WHAT TO PRODUCE
From the listing below, copy only the lines running from the line that contains "token such as" to the line that contains "pub const fn clockwise(face: Face)", both included.

━━━ DATA UNDER STUDY ━━━

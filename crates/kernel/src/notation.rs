use cubespace_common::Face;
use serde::{Deserialize, Serialize};
use std::str::FromStr;

/// Errors from the strict notation parser.
#[derive(Debug, Clone, PartialEq, Eq, thiserror::Error)]
pub enum NotationError {
    #[error("empty move token")]
    Empty,
    #[error("invalid move token {0:?}: expected [UDLRFB] optionally followed by ' or 2")]
    Invalid(String),
}

/// Turn amount and direction, as written after the face letter.
#[derive(Debug, Clone, Copy, PartialEq, Eq, Hash, Default)]
pub enum Modifier {
    /// No suffix: clockwise quarter turn viewed from outside the face.
    #[default]
    Clockwise,
    /// `'`: counter-clockwise quarter turn.
    Prime,
    /// `2`: half turn.
    Double,
}

impl Modifier {
    /// Number of clockwise quarter turns this modifier is equivalent to.
    pub fn quarter_turns(self) -> u32 {
        match self {
            Modifier::Clockwise => 1,
            Modifier::Double => 2,
            Modifier::Prime => 3,
        }
    }

    pub fn suffix(self) -> &'static str {
        match self {
            Modifier::Clockwise => "",
            Modifier::Prime => "'",
            Modifier::Double => "2",
        }
    }
}

/// A single turn of one outer layer: an immutable notation token such as
/// `R`, `U'` or `F2`.
#[derive(Debug, Clone, Copy, PartialEq, Eq, Hash, Serialize, Deserialize)]
#[serde(into = "String", try_from = "String")]
pub struct Move {
    pub face: Face,
    pub modifier: Modifier,
}

impl Move {
    pub const fn new(face: Face, modifier: Modifier) -> Self {
        Self { face, modifier }
    }

    pub const fn clockwise(face: Face) -> Self {
        Self::new(face, Modifier::Clockwise)
    }

    pub const fn prime(face: Face) -> Self {
        Self::new(face, Modifier::Prime)
    }

    pub const fn double(face: Face) -> Self {
        Self::new(face, Modifier::Double)
    }

    /// The move that undoes this one. Half turns are their own inverse.
    pub fn inverse(self) -> Self {
        let modifier = match self.modifier {
            Modifier::Clockwise => Modifier::Prime,
            Modifier::Prime => Modifier::Clockwise,
            Modifier::Double => Modifier::Double,
        };
        Self::new(self.face, modifier)
    }

    /// All 18 single-layer moves, grouped by face.
    pub fn all() -> impl Iterator<Item = Move> {
        Face::ALL.into_iter().flat_map(|face| {
            [Modifier::Clockwise, Modifier::Prime, Modifier::Double]
                .into_iter()
                .map(move |m| Move::new(face, m))
        })
    }
}

impl FromStr for Move {
    type Err = NotationError;

    fn from_str(s: &str) -> Result<Self, Self::Err> {
        let mut chars = s.chars();
        let first = chars.next().ok_or(NotationError::Empty)?;
        let face = Face::from_letter(first).map_err(|_| NotationError::Invalid(s.to_string()))?;
        let modifier = match chars.as_str() {
            "" => Modifier::Clockwise,
            "'" => Modifier::Prime,
            "2" => Modifier::Double,
            _ => return Err(NotationError::Invalid(s.to_string())),
        };
        Ok(Move::new(face, modifier))
    }
}

impl std::fmt::Display for Move {
    fn fmt(&self, f: &mut std::fmt::Formatter<'_>) -> std::fmt::Result {
        write!(f, "{}{}", self.face.letter(), self.modifier.suffix())
    }
}

impl From<Move> for String {
    fn from(m: Move) -> Self {
        m.to_string()
    }
}

impl TryFrom<String> for Move {
    type Error = NotationError;

    fn try_from(s: String) -> Result<Self, Self::Error> {
        s.parse()
    }
}

/// Parse a whitespace-separated move sequence, failing on the first bad token.
pub fn parse_sequence(text: &str) -> Result<Vec<Move>, NotationError> {
    text.split_whitespace().map(str::parse).collect()
}

/// Parse a whitespace-separated move sequence, dropping unrecognized tokens.
pub fn parse_sequence_lenient(text: &str) -> Vec<Move> {
    text.split_whitespace()
        .filter_map(|token| match token.parse() {
            Ok(m) => Some(m),
            Err(e) => {
                tracing::warn!(token, error = %e, "ignoring unrecognized move token");
                None
            }
        })
        .collect()
}

/// Render a move sequence back to notation, space separated.
pub fn format_sequence(moves: &[Move]) -> String {
    moves
        .iter()
        .map(Move::to_string)
        .collect::<Vec<_>>()
        .join(" ")
}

━━━

TASK RESULT
/// A single turn of one outer layer: an immutable notation token such as
/// `R`, `U'` or `F2`.
#[derive(Debug, Clone, Copy, PartialEq, Eq, Hash, Serialize, Deserialize)]
#[serde(into = "String", try_from = "String")]
pub struct Move {
    pub face: Face,
    pub modifier: Modifier,
}

impl Move {
    pub const fn new(face: Face, modifier: Modifier) -> Self {
        Self { face, modifier }
    }

    pub const fn clockwise(face: Face) -> Self {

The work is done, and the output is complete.